Il rifiuto di accettare le conseguenze storiche dell'applicazione dei patti di Yalta e Potsdam confermava l'irresistibile tendenza dell'imperialismo americano a spogliare il suo ex alleato russo delle concessioni dovute fare, alla fine delle ostilità, in vista di assicurare alla delicata fase del trapasso del dopoguerra uno stabile equilibrio internazionale — premessa indispensabile di quello sociale tra le classi. Tale linea programmatica, che nel futuro dovrà sortire risultato oggi imprevedibile, non poteva non arridere all'Inghilterra, tradizionale sfruttatrice dei mercati danubiano-balcanici, che dallo sgretolamento del blocco russo (sanzionato appunto a Yalta e Potsdam con la stipulazione di accordi circa l'occupazione della Germania Est e dell'annessione della Prussia Orientale da parte della Russia, l'avanzamento dei confini della Polonia sulla linea Oder-Neisse, la partecipazione della Russia alla stesura dei trattati di pace con Romania, Bulgaria, Ungheria, il passaggio sotto la sovranità russa di Sakalin e delle Isole Kurili), spera di poter riottenere, in gara con gli Stati Uniti, le vecchie posizioni di monopolio. Ma una reazione completamente opposta, una vibrata protesta del Governo e fiere rampogne di tutta la stampa inglese, Londra doveva opporre alla decisione del Governo americano di revocare l'ordine di bloccare le coste di Formosa, dato nel giugno 1950 alla VII Flotta americana. Coincidendo a puntino con le reazioni di collera e di preoccupazione dei pubblici poteri di Cina e della stampa stalinista mondiale, le accese recriminazioni del Governo di Londra stavano appunto a dimostrare che la nuova manovra diplomatico-militare di Washington nei riguardi di Ciang-Kai-scek, appostato a Formosa contro Mao-Tse-Tung, persegue un obiettivo non solamente antirusso, ma pure anti-inglese. Alleata e cobelligerante dell'America nella campagna di Corea, la Gran Bretagna dissente dalla politica americana verso la Cina. Perché? Perché sull'immenso continente cinese si scontrano formidabilmente gli insopprimibili impulsi espansionisti di tre imperialismi. In Cina, non in Corea.

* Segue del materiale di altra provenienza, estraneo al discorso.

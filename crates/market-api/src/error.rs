use axum::{
    Json,
    http::StatusCode,
    response::{IntoResponse, Response},
};
use tracing::error;

use market_types::api::MessageResponse;

/// Mutation a failed ownership check was guarding.
#[derive(Debug, Clone, Copy, PartialEq, Eq)]
pub enum Action {
    Update,
    Delete,
}

impl Action {
    fn denial_message(self) -> &'static str {
        match self {
            Action::Update => "상품을 수정할 권한이 존재하지 않습니다.",
            Action::Delete => "상품을 삭제할 권한이 존재하지 않습니다.",
        }
    }
}

/// Every failure a product handler can answer with. The display text is the
/// client-facing message.
#[derive(Debug, thiserror::Error)]
pub enum ApiError {
    #[error("데이터 형식이 올바르지 않습니다.")]
    InvalidInput,
    #[error("상품 조회에 실패하였습니다.")]
    NotFound,
    #[error("{}", .0.denial_message())]
    Unauthorized(Action),
    #[error("서버 내부 오류가 발생하였습니다.")]
    Internal(#[from] anyhow::Error),
}

impl ApiError {
    pub fn status(&self) -> StatusCode {
        match self {
            ApiError::InvalidInput => StatusCode::BAD_REQUEST,
            ApiError::NotFound => StatusCode::NOT_FOUND,
            ApiError::Unauthorized(_) => StatusCode::UNAUTHORIZED,
            ApiError::Internal(_) => StatusCode::INTERNAL_SERVER_ERROR,
        }
    }
}

impl IntoResponse for ApiError {
    fn into_response(self) -> Response {
        if let ApiError::Internal(cause) = &self {
            error!("Internal error: {:#}", cause);
        }
        (self.status(), Json(MessageResponse::new(self.to_string()))).into_response()
    }
}
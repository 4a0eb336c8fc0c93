//! Listing lookup and the ownership proof guarding mutations.

use market_types::{Listing, ObjectId, Password};

use crate::error::{Action, ApiError};
use crate::{AppState, with_store};

/// Decides whether a supplied password proves ownership of a listing.
pub trait OwnershipCheck: Send + Sync {
    fn is_owner(&self, listing: &Listing, supplied: &Password) -> bool;
}

/// Exact numeric equality against the stored password.
pub struct PlaintextPassword;

impl OwnershipCheck for PlaintextPassword {
    fn is_owner(&self, listing: &Listing, supplied: &Password) -> bool {
        listing.password == *supplied
    }
}

pub async fn find_by_id(state: &AppState, id: ObjectId) -> Result<Listing, ApiError> {
    with_store(state, move |store| store.find_one(&id))
        .await?
        .ok_or(ApiError::NotFound)
}

pub fn authorize(
    check: &dyn OwnershipCheck,
    listing: &Listing,
    supplied: &Password,
    action: Action,
) -> Result<(), ApiError> {
    if check.is_owner(listing, supplied) {
        Ok(())
    } else {
        Err(ApiError::Unauthorized(action))
    }
}
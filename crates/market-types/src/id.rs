//! Store-assigned listing identifiers.
//!
//! Layout: 4-byte big-endian Unix seconds, 5 bytes of per-process randomness,
//! 3-byte big-endian counter seeded randomly at startup.

use std::fmt;
use std::str::FromStr;
use std::sync::OnceLock;
use std::sync::atomic::{AtomicU32, Ordering};

use serde::{Deserialize, Deserializer, Serialize, Serializer};

const COUNTER_MASK: u32 = 0x00FF_FFFF;

static PROCESS_UNIQUE: OnceLock<[u8; 5]> = OnceLock::new();
static COUNTER: OnceLock<AtomicU32> = OnceLock::new();

#[derive(Debug, Clone, Copy, PartialEq, Eq, Hash, PartialOrd, Ord)]
pub struct ObjectId([u8; 12]);

#[derive(Debug, Clone, PartialEq, Eq, thiserror::Error)]
pub enum ParseObjectIdError {
    #[error("identifier must be 24 hex characters, got {0}")]
    Length(usize),
    #[error("identifier contains non-hex characters")]
    NotHex,
}

impl ObjectId {
    pub fn new() -> Self {
        let secs = chrono::Utc::now().timestamp().clamp(0, u32::MAX as i64) as u32;
        Self::from_parts(secs, *process_unique(), next_count())
    }

    fn from_parts(secs: u32, unique: [u8; 5], count: u32) -> Self {
        let mut bytes = [0u8; 12];
        bytes[..4].copy_from_slice(&secs.to_be_bytes());
        bytes[4..9].copy_from_slice(&unique);
        bytes[9..].copy_from_slice(&count.to_be_bytes()[1..]);
        Self(bytes)
    }

    pub fn to_hex(&self) -> String {
        hex::encode(self.0)
    }
}

impl Default for ObjectId {
    fn default() -> Self {
        Self::new()
    }
}

fn process_unique() -> &'static [u8; 5] {
    PROCESS_UNIQUE.get_or_init(rand::random)
}

fn next_count() -> u32 {
    let counter = COUNTER.get_or_init(|| AtomicU32::new(rand::random::<u32>() & COUNTER_MASK));
    counter.fetch_add(1, Ordering::Relaxed) & COUNTER_MASK
}

impl FromStr for ObjectId {
    type Err = ParseObjectIdError;

    fn from_str(s: &str) -> Result<Self, Self::Err> {
        if s.len() != 24 {
            return Err(ParseObjectIdError::Length(s.len()));
        }
        let mut bytes = [0u8; 12];
        hex::decode_to_slice(s, &mut bytes).map_err(|_| ParseObjectIdError::NotHex)?;
        Ok(Self(bytes))
    }
}

impl fmt::Display for ObjectId {
    fn fmt(&self, f: &mut fmt::Formatter<'_>) -> fmt::Result {
        f.write_str(&self.to_hex())
    }
}

impl Serialize for ObjectId {
    fn serialize<S: Serializer>(&self, serializer: S) -> Result<S::Ok, S::Error> {
        serializer.serialize_str(&self.to_hex())
    }
}

impl<'de> Deserialize<'de> for ObjectId {
    fn deserialize<D: Deserializer<'de>>(deserializer: D) -> Result<Self, D::Error> {
        let s = String::deserialize(deserializer)?;
        s.parse().map_err(serde::de::Error::custom)
    }
}
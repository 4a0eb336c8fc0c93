use chrono::{DateTime, Utc};
use serde::{Deserialize, Serialize};

use crate::id::ObjectId;
use crate::models::{Listing, Password};

// -- Password input --

/// A password as sent by clients: either a JSON integer or a decimal string.
#[derive(Debug, Clone, Deserialize)]
#[serde(untagged)]
pub enum NumericInput {
    Number(serde_json::Number),
    Text(String),
}

impl NumericInput {
    /// True for the forms that count as absent: an empty string or the
    /// number zero. The string `"0"` is present.
    pub fn is_blank(&self) -> bool {
        match self {
            Self::Number(n) => n.as_f64() == Some(0.0),
            Self::Text(s) => s.trim().is_empty(),
        }
    }

    /// Integer value, or `None` when the input is not a whole number in range.
    pub fn to_password(&self) -> Option<Password> {
        match self {
            Self::Number(n) => n.as_i64().map(Password::new),
            Self::Text(s) => s.trim().parse::<i64>().ok().map(Password::new),
        }
    }
}

// -- Requests --

/// Fields are optional so that presence is checked by validation rather than
/// by deserialization.
#[derive(Debug, Default, Deserialize)]
pub struct CreateProductRequest {
    pub title: Option<String>,
    pub content: Option<String>,
    pub author: Option<String>,
    pub password: Option<NumericInput>,
}

#[derive(Debug, Default, Deserialize)]
pub struct UpdateProductRequest {
    pub title: Option<String>,
    pub content: Option<String>,
    pub password: Option<NumericInput>,
    pub status: Option<String>,
}

#[derive(Debug, Default, Deserialize)]
pub struct DeleteProductRequest {
    pub password: Option<NumericInput>,
}

// -- Responses --

#[derive(Debug, Serialize)]
pub struct DataResponse<T> {
    pub data: T,
}

#[derive(Debug, Serialize)]
pub struct MessageResponse {
    pub message: String,
}

impl MessageResponse {
    pub fn new(message: impl Into<String>) -> Self {
        Self { message: message.into() }
    }
}

/// Projection used by the listing index.
#[derive(Debug, Serialize)]
pub struct ProductSummary {
    #[serde(rename = "_id")]
    pub id: ObjectId,
    pub title: String,
    pub author: String,
    pub status: String,
    #[serde(rename = "createdAt")]
    pub created_at: DateTime<Utc>,
}

/// Projection used by the detail view.
#[derive(Debug, Serialize)]
pub struct ProductDetail {
    #[serde(rename = "_id")]
    pub id: ObjectId,
    pub title: String,
    pub author: String,
    pub content: String,
    pub status: String,
    #[serde(rename = "createdAt")]
    pub created_at: DateTime<Utc>,
}

impl From<Listing> for ProductSummary {
    fn from(listing: Listing) -> Self {
        Self {
            id: listing.id,
            title: listing.title,
            author: listing.author,
            status: listing.status,
            created_at: listing.created_at,
        }
    }
}

impl From<Listing> for ProductDetail {
    fn from(listing: Listing) -> Self {
        Self {
            id: listing.id,
            title: listing.title,
            author: listing.author,
            content: listing.content,
            status: listing.status,
            created_at: listing.created_at,
        }
    }
}

#[cfg(test)]
mod tests {
    use super::*;

    fn password_of(json: &str) -> Option<Password> {
        let input: NumericInput = serde_json::from_str(json).unwrap();
        input.to_password()
    }

    #[test]
    fn password_accepts_numbers_and_digit_strings() {
        assert_eq!(password_of("1234"), Some(Password::new(1234)));
        assert_eq!(password_of("\"1234\""), Some(Password::new(1234)));
        assert_eq!(password_of("\" 42 \""), Some(Password::new(42)));
        assert_eq!(password_of("-7"), Some(Password::new(-7)));
    }

    #[test]
    fn password_rejects_non_integers() {
        assert_eq!(password_of("\"abcd\""), None);
        assert_eq!(password_of("12.5"), None);
        assert_eq!(password_of("\"12.5\""), None);
        assert_eq!(password_of("18446744073709551616"), None);
    }

    #[test]
    fn zero_number_counts_as_blank_but_zero_string_does_not() {
        let blank = |json: &str| serde_json::from_str::<NumericInput>(json).unwrap().is_blank();
        assert!(blank("0"));
        assert!(blank("0.0"));
        assert!(blank("\"\""));
        assert!(!blank("\"0\""));
        assert!(!blank("7"));
    }

    #[test]
    fn missing_fields_deserialize_as_none() {
        let req: CreateProductRequest = serde_json::from_str(r#"{"title":"Phone"}"#).unwrap();
        assert_eq!(req.title.as_deref(), Some("Phone"));
        assert!(req.content.is_none());
        assert!(req.password.is_none());

        let req: DeleteProductRequest = serde_json::from_str(r#"{"password":null}"#).unwrap();
        assert!(req.password.is_none());
    }

    #[test]
    fn detail_uses_wire_field_names() {
        let listing = Listing {
            id: "65a1b2c3d4e5f60718293a4b".parse().unwrap(),
            title: "Phone".into(),
            content: "used".into(),
            author: "Alice".into(),
            password: Password::new(1234),
            status: "FOR_SALE".into(),
            created_at: DateTime::from_timestamp(1_700_000_000, 0).unwrap(),
            updated_at: DateTime::from_timestamp(1_700_000_000, 0).unwrap(),
        };
        let json = serde_json::to_value(ProductDetail::from(listing)).unwrap();
        assert_eq!(json["_id"], "65a1b2c3d4e5f60718293a4b");
        assert_eq!(json["createdAt"], "2023-11-14T22:13:20Z");
        assert!(json.get("password").is_none());
        assert!(json.get("updatedAt").is_none());
    }
}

Ciò, fin dal dicembre 1950, nel "Filo del tempo" La daga e Venerdì - L'atomica e Mao fu detto e ribadito nel "Filo" Preparate il Canguro del maggio 1951. In essi era esposto il concetto che, nella competizione con gli Stati Uniti, la Cina non è, nelle mani della Russia, un elemento decisivo, data la sua arretratezza nel campo della siderurgia (praticamente inesistente), dell'industria meccanica (riassumibile in qualche fabbrica) e soprattutto in quello dei mezzi di comunicazione. Anzi, fu spiegato, poco o nulla può l'apparato produttivo russo, appena sufficiente ai bisogni interni, per potenziare le immense risorse del territorio cinese, che invece solo nell'enorme potenziale economico industriale degli Stati Uniti possono trovare il complementare sussidio. Ne risulta necessariamente un'irresistibile attrazione tra Stati Uniti e Cina che, quanto più viene contrastata sul piano politico ideologico dal regime di Mao Tse-tung, alleato militarmente a Mosca, tanto più crudamente si delinea sul piano economico-produttivo. Fino a quando la politica resisterà alle incoercibili spinte dell'economia? Fino a quando il regime di Mao-Tse-tung riuscirà a durare nel precario gioco di opporre alle pressioni esercitate dalle forze economiche, quelle esclusivamente politiche, e molto limitatamente militari, provenienti dal Governo di Mosca, secondate forse per un calcolo mercantile di ottenere dal nemico-amico americano le migliori condizioni di compra-vendita? Rifacendosi al conflitto insorto allora tra Truman e Mac Arthur e risoltosi con il siluramento del generale dalla carica di comandante delle truppe dell'O.N.U. in Corea, il "Filo" Preparate il Canguro! scriveva:
"In sostanza Mac Arthur svela senza troppe storie che ha una comune politica con Truman e tutto l'imperialismo statunitense: conquistare la Cina. Occorre tenere il Giappone e Formosa saldamente. La Cina non darà, sorretta dalla Russia, il problema e il metodo per domarla e controllarla: militare o economico?".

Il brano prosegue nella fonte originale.